::: SUPPLIED RECORDS
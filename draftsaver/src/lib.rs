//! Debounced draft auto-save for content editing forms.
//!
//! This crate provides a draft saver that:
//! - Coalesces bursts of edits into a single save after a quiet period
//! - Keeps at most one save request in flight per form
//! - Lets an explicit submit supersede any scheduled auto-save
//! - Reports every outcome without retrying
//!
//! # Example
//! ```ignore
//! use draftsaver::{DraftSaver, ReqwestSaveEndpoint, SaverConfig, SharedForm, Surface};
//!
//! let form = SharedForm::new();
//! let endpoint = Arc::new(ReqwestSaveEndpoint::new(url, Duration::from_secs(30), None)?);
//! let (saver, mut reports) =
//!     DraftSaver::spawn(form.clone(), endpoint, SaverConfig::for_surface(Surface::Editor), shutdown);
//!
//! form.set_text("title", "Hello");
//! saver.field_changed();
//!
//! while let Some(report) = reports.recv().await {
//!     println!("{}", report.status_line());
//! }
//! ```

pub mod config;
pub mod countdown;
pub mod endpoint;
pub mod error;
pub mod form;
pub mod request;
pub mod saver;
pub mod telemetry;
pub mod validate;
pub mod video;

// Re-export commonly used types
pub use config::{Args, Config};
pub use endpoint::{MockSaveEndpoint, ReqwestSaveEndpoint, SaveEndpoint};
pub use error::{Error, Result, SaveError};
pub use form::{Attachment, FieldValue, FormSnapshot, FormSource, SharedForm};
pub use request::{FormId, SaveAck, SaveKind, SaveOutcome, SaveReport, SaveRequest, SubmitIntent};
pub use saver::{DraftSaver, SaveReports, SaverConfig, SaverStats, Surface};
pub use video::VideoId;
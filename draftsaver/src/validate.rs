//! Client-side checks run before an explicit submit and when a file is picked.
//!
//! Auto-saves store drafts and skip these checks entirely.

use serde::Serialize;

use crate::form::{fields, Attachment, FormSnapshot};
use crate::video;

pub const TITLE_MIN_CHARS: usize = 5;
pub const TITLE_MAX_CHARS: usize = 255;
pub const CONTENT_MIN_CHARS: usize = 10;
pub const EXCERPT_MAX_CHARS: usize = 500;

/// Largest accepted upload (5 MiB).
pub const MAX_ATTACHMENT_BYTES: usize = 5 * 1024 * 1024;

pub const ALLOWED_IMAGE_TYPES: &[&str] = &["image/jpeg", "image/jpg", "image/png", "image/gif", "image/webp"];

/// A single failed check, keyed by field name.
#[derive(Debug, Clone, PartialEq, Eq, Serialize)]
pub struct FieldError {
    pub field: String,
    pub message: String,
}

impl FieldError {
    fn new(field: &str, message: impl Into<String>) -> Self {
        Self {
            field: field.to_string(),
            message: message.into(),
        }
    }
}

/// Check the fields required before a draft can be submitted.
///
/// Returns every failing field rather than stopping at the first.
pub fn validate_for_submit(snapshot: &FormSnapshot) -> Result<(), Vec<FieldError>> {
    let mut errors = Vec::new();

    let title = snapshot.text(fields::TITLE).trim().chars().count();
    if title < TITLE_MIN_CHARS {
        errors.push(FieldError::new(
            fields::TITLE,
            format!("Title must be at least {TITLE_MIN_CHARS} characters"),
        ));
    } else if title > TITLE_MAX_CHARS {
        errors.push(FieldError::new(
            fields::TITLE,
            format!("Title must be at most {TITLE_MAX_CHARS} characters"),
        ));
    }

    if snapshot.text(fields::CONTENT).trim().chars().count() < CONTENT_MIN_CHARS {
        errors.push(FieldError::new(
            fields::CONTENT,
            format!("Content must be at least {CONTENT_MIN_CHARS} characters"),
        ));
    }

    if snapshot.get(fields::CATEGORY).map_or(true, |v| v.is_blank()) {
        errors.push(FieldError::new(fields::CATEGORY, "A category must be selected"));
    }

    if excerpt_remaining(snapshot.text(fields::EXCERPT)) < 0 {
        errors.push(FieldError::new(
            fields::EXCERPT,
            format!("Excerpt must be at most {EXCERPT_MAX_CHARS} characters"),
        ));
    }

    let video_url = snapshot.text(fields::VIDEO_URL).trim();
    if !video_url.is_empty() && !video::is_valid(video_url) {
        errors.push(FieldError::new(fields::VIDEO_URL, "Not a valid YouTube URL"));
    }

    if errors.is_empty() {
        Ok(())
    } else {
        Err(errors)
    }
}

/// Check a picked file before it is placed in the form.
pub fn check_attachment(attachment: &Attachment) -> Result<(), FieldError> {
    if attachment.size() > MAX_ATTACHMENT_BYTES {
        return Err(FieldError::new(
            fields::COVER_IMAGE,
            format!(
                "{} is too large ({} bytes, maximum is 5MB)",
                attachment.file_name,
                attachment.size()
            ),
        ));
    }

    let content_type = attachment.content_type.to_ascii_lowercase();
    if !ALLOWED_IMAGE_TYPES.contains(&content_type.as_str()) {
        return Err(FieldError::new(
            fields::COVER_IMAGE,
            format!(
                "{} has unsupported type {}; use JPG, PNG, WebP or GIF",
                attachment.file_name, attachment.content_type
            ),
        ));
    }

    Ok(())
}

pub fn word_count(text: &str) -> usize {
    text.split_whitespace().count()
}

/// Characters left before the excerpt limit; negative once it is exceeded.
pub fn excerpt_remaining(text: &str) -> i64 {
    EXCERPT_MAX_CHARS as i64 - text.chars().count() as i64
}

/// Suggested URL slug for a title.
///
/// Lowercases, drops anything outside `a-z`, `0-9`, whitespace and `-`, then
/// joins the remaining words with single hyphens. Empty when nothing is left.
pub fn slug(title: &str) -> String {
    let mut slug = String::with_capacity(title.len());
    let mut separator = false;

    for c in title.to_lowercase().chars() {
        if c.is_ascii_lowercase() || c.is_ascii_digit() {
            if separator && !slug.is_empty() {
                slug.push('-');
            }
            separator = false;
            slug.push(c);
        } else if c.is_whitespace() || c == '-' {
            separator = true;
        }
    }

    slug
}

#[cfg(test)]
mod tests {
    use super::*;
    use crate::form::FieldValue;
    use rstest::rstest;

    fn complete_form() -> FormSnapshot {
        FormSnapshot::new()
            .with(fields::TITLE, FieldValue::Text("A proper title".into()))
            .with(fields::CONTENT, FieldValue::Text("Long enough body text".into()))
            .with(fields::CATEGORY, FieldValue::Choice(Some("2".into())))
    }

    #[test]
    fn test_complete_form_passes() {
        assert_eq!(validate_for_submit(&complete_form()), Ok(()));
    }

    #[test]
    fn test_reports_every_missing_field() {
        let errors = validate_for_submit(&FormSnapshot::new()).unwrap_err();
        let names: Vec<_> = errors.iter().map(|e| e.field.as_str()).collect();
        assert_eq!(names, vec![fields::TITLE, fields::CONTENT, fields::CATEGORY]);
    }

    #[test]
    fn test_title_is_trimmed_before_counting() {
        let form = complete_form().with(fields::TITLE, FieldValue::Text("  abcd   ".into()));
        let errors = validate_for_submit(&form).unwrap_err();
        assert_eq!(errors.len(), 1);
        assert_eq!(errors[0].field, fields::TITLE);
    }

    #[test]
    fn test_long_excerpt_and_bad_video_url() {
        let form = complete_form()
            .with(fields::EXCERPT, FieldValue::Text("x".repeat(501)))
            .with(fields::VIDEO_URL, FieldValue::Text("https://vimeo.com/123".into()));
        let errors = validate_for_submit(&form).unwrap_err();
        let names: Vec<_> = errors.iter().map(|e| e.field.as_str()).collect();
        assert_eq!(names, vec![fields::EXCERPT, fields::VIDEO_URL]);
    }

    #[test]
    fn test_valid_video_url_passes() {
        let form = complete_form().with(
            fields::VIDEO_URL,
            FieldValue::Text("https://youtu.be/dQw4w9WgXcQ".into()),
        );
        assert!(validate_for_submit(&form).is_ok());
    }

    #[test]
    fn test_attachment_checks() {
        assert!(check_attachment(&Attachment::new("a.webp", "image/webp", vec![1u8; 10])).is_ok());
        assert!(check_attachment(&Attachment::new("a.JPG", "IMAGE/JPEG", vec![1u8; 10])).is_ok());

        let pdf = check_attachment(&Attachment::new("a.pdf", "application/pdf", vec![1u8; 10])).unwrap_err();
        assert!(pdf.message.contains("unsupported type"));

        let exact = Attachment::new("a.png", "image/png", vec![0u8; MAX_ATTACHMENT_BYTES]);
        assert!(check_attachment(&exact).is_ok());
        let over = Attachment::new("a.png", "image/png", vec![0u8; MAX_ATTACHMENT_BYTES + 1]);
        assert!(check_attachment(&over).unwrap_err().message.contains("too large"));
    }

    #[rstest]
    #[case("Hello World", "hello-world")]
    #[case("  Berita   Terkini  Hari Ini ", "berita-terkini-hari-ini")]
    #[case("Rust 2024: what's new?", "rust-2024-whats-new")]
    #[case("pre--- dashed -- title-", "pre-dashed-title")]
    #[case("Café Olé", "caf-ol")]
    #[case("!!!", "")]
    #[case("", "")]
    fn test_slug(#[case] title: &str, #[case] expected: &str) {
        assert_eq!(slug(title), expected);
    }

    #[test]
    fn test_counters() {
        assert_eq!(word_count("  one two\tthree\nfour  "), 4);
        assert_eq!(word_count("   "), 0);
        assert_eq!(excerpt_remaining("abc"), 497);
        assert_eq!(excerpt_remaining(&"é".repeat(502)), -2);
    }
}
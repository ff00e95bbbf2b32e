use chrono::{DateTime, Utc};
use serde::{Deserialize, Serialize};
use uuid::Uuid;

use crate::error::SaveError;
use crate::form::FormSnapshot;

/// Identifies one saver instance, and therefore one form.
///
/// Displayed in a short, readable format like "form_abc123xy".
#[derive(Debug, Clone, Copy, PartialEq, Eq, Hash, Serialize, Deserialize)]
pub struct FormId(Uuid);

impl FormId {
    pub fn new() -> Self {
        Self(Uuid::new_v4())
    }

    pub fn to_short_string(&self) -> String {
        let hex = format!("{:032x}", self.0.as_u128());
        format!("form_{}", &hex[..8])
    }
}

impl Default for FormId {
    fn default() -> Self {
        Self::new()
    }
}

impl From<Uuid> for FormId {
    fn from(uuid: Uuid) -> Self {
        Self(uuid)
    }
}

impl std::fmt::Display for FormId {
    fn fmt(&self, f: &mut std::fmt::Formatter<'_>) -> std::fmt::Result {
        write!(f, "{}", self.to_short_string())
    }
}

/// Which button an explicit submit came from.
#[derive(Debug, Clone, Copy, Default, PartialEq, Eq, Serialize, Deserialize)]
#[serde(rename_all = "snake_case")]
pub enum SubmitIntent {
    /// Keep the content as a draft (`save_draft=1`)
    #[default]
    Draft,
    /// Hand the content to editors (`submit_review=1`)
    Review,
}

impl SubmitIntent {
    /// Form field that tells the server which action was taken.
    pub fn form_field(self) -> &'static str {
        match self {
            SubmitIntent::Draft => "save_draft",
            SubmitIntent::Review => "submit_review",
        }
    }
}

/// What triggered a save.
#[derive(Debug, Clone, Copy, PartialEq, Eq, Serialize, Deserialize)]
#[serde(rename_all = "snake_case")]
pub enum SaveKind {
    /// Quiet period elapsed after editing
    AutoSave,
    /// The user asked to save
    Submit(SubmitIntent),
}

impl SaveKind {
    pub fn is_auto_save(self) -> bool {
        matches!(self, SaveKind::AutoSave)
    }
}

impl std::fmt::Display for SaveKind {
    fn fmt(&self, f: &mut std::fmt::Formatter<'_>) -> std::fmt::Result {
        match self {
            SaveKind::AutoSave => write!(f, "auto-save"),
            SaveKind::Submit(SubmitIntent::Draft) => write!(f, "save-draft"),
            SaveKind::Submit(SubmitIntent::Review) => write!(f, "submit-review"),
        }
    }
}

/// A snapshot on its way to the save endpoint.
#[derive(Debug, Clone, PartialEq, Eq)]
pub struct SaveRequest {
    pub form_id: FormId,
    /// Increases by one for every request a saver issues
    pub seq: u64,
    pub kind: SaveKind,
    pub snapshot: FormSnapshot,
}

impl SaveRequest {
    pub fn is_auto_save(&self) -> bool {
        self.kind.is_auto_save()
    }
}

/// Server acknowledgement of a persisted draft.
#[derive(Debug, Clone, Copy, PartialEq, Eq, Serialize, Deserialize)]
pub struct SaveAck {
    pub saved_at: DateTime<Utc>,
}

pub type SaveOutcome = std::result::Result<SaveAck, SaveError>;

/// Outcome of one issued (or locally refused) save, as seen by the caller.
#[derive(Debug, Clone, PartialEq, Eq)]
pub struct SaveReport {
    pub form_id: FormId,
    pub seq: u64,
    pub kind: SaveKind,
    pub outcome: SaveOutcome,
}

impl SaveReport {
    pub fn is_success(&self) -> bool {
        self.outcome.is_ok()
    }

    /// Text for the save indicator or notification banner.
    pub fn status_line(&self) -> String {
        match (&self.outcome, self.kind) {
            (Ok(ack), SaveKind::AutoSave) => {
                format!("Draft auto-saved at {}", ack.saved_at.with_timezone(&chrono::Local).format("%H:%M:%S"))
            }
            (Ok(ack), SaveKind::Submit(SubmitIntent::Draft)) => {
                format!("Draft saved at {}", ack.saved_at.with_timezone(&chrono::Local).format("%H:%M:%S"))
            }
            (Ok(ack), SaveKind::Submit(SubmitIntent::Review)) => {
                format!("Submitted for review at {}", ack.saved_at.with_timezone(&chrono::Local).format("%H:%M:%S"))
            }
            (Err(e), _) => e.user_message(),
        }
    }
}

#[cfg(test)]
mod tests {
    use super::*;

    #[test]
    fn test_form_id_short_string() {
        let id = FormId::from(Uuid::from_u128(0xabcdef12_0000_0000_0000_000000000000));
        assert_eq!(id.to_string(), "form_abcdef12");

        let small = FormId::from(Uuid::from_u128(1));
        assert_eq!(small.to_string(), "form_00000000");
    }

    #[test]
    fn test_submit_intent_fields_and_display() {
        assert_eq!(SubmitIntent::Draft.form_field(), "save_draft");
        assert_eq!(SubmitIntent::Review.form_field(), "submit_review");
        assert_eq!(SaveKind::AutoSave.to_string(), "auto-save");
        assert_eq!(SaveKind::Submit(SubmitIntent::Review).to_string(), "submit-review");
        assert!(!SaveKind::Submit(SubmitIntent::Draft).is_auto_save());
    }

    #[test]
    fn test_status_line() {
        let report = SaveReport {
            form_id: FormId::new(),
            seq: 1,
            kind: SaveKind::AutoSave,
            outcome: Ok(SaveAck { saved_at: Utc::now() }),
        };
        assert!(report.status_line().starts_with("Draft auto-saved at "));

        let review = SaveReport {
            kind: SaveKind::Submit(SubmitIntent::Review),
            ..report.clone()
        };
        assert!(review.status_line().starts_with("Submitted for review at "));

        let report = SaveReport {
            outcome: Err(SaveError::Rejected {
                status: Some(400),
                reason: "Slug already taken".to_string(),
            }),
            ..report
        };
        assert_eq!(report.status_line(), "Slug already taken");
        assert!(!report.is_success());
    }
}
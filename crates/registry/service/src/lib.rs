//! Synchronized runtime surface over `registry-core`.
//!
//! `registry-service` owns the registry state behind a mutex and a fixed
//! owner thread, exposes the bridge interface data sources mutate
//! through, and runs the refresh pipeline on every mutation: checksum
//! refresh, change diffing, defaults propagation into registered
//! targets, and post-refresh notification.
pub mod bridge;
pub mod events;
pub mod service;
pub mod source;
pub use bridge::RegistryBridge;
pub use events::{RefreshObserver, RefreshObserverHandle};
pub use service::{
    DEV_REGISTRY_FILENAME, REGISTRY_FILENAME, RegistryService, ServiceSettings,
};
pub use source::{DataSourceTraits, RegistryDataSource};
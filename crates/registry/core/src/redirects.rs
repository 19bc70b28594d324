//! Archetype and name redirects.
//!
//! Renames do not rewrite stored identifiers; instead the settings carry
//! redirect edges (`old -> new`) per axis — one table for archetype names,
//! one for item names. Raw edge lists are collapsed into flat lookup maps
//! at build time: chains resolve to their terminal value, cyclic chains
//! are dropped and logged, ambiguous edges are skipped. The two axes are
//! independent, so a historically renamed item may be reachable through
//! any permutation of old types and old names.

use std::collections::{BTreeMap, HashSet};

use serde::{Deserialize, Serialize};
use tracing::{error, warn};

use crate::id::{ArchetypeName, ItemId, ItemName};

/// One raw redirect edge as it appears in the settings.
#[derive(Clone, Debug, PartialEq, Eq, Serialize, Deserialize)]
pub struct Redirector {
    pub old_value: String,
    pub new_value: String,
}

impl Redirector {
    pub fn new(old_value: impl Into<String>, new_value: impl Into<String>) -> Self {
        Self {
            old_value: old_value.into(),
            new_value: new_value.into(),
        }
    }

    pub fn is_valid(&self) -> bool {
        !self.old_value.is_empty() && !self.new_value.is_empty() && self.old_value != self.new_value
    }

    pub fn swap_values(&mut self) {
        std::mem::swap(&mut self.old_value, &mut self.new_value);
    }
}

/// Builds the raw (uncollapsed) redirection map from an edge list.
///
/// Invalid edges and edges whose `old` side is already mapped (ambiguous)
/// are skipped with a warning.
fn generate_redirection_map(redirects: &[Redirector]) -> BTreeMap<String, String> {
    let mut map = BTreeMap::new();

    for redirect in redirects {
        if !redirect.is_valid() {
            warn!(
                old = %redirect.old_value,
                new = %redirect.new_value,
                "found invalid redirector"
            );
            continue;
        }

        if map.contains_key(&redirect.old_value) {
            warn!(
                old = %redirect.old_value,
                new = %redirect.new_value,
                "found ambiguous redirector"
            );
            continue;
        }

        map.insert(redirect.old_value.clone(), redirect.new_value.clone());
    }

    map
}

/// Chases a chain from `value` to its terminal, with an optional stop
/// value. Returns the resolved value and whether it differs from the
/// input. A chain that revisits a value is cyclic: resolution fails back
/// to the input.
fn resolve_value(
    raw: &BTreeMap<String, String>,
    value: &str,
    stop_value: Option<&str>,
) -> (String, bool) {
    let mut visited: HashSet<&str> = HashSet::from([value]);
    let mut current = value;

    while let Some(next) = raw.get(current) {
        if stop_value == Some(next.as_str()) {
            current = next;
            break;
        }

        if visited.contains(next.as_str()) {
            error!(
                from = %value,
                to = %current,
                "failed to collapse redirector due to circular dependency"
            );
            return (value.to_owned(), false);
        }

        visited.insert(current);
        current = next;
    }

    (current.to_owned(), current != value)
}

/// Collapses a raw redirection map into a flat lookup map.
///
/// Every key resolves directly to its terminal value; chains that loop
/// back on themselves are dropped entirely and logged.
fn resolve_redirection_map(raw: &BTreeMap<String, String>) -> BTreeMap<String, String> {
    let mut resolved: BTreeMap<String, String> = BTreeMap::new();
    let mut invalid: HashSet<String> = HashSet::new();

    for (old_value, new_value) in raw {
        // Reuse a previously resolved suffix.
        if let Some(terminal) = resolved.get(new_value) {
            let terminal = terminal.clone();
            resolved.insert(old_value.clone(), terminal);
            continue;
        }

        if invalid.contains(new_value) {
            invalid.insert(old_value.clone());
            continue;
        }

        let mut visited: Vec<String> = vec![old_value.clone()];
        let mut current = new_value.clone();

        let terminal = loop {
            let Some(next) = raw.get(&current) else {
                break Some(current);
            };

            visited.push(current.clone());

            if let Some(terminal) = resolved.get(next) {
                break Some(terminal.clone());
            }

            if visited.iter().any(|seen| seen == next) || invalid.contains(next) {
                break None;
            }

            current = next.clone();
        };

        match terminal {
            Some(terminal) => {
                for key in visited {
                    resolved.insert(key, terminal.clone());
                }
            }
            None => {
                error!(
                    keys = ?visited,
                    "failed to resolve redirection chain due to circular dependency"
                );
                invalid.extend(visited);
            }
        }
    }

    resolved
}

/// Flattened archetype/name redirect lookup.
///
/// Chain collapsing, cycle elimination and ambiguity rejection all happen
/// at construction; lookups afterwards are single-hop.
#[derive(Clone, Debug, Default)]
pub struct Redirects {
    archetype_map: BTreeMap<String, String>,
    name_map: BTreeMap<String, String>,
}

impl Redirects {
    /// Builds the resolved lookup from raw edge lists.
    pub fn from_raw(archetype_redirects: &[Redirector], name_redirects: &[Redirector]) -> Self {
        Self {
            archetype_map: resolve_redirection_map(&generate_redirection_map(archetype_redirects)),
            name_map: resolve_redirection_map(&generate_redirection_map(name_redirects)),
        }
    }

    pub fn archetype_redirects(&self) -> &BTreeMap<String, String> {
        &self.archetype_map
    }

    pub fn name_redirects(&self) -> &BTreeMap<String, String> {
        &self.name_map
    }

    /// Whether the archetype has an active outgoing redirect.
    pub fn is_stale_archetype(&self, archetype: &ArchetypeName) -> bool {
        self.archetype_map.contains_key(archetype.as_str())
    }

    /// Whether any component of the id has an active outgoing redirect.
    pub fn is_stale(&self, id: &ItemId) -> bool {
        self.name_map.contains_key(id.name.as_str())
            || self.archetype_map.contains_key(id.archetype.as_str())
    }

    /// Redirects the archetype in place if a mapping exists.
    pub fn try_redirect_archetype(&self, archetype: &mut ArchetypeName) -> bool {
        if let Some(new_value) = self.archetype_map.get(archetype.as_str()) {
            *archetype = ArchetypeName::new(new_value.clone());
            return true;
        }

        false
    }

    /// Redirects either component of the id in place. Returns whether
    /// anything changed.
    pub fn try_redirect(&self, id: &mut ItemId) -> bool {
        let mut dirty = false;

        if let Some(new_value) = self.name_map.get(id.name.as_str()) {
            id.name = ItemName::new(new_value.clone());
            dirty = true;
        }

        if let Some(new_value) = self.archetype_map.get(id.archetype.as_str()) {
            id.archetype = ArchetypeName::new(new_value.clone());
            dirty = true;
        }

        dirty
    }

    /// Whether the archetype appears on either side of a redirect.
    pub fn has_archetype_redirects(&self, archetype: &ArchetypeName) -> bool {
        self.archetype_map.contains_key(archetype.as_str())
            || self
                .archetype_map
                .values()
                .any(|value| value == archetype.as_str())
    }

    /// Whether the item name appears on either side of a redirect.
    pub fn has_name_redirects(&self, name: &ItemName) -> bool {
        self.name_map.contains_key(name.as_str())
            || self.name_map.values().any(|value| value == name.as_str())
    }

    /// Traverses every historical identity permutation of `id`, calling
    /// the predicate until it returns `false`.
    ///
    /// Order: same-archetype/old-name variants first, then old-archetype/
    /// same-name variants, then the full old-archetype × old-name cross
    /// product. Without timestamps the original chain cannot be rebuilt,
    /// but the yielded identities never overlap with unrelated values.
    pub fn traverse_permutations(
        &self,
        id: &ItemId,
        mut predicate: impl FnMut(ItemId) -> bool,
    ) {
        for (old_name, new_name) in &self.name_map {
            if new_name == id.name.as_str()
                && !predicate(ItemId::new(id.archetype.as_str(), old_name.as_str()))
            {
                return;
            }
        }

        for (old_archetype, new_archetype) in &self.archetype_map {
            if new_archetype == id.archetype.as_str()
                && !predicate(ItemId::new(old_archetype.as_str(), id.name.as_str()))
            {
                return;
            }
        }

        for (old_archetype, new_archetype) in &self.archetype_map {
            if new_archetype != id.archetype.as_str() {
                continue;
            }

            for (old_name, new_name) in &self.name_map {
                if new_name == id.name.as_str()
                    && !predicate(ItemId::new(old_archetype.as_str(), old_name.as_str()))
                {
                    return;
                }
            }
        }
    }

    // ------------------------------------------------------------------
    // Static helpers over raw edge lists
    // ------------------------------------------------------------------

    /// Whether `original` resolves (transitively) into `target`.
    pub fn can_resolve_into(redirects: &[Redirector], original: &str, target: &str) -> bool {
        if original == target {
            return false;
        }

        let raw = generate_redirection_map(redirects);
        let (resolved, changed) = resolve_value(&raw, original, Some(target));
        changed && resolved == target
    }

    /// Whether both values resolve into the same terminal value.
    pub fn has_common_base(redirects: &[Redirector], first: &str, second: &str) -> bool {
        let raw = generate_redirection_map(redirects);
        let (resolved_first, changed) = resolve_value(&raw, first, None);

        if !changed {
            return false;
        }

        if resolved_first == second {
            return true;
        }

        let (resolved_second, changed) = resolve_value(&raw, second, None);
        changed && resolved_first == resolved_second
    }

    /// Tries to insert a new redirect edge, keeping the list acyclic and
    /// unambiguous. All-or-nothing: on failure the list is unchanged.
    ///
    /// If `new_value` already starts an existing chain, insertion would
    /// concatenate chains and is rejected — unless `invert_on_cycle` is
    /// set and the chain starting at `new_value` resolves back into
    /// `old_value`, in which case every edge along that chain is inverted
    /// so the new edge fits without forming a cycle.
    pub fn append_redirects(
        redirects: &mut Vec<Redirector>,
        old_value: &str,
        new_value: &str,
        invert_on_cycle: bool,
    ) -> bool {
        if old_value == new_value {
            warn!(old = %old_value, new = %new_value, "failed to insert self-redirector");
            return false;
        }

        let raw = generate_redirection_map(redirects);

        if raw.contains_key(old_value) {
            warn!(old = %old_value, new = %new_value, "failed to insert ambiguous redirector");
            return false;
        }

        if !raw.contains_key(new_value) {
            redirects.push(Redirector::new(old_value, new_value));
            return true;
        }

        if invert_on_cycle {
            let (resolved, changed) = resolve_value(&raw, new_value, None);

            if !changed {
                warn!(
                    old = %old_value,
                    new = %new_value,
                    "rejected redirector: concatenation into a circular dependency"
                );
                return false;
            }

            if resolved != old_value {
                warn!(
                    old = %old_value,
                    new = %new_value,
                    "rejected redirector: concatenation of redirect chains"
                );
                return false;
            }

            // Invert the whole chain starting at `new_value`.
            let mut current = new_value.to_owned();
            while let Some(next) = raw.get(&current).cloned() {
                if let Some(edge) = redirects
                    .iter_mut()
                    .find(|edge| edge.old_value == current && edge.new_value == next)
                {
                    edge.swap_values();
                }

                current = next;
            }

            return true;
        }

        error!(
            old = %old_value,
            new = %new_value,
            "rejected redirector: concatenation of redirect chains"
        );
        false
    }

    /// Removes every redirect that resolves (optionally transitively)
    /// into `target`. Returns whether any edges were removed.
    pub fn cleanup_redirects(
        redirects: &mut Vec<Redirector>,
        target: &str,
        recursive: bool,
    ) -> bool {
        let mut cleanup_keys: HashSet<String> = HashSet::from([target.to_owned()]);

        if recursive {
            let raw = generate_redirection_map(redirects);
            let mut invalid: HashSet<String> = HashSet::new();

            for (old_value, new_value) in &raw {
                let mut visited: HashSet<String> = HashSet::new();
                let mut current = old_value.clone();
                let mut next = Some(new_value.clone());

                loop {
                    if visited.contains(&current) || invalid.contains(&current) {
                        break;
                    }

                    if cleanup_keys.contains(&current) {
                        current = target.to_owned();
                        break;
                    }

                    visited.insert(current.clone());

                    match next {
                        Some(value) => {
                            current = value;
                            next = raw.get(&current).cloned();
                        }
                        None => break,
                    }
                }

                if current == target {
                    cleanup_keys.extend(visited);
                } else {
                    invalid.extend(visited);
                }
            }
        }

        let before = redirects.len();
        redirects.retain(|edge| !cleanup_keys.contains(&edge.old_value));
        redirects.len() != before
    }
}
::::::
▸ ASSIGNED TASK:
Looking at the entries above, work out how many lines contain "bridge", then reply with that number and no other words.

▸ FINISHED TASK:
3